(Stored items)
BEGIN
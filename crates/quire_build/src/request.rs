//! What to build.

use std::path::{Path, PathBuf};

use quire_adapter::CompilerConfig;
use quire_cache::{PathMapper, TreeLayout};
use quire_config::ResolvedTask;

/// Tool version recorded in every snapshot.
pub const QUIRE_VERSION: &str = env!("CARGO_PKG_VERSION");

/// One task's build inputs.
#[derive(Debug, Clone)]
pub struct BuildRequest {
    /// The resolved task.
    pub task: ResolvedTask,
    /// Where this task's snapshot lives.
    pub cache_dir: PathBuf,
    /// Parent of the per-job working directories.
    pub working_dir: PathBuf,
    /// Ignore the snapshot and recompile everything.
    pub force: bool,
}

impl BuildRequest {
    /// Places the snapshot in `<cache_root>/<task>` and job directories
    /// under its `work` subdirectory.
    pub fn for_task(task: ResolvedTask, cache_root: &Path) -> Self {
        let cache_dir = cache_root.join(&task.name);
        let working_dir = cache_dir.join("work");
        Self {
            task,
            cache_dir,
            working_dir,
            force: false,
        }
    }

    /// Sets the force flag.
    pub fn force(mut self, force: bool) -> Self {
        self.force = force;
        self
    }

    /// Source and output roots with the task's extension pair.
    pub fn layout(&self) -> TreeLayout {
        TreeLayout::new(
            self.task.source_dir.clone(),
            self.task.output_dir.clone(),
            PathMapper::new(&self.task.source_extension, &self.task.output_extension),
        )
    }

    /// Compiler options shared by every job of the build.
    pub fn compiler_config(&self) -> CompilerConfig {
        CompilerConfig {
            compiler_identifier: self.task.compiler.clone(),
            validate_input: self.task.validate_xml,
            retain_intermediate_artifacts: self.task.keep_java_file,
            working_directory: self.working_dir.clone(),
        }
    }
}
END
BEGIN
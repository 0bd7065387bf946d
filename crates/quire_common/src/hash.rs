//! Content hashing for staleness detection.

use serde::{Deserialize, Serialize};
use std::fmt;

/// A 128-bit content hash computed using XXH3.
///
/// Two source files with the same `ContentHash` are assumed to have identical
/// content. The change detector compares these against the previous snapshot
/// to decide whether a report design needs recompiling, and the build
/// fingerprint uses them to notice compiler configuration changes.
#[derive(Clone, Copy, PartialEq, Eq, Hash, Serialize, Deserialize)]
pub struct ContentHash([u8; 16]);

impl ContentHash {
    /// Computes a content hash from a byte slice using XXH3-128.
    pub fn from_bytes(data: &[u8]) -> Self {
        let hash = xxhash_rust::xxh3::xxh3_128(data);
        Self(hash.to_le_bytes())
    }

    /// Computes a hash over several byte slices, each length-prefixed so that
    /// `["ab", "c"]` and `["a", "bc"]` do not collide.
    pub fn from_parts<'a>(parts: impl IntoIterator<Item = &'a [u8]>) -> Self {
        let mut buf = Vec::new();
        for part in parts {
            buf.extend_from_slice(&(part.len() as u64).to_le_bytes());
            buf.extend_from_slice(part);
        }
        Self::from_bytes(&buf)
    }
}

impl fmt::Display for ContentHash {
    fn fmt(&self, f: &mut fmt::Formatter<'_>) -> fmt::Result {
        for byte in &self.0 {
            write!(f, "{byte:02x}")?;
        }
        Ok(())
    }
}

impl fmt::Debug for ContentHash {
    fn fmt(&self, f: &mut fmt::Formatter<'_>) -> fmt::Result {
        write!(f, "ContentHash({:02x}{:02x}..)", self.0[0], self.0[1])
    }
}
END
# WHAT TO WORK ON:
What you return should be exactly the lines above, starting at the one with "filename crates/quire_build/src/request.rs" and ending at the one with "the force flag.", and nothing else.

# EXPECTED ANSWER:
filename crates/quire_build/src/request.rs
//! What to build.

use std::path::{Path, PathBuf};

use quire_adapter::CompilerConfig;
use quire_cache::{PathMapper, TreeLayout};
use quire_config::ResolvedTask;

/// Tool version recorded in every snapshot.
pub const QUIRE_VERSION: &str = env!("CARGO_PKG_VERSION");

/// One task's build inputs.
#[derive(Debug, Clone)]
pub struct BuildRequest {
    /// The resolved task.
    pub task: ResolvedTask,
    /// Where this task's snapshot lives.
    pub cache_dir: PathBuf,
    /// Parent of the per-job working directories.
    pub working_dir: PathBuf,
    /// Ignore the snapshot and recompile everything.
    pub force: bool,
}

impl BuildRequest {
    /// Places the snapshot in `<cache_root>/<task>` and job directories
    /// under its `work` subdirectory.
    pub fn for_task(task: ResolvedTask, cache_root: &Path) -> Self {
        let cache_dir = cache_root.join(&task.name);
        let working_dir = cache_dir.join("work");
        Self {
            task,
            cache_dir,
            working_dir,
            force: false,
        }
    }

    /// Sets the force flag.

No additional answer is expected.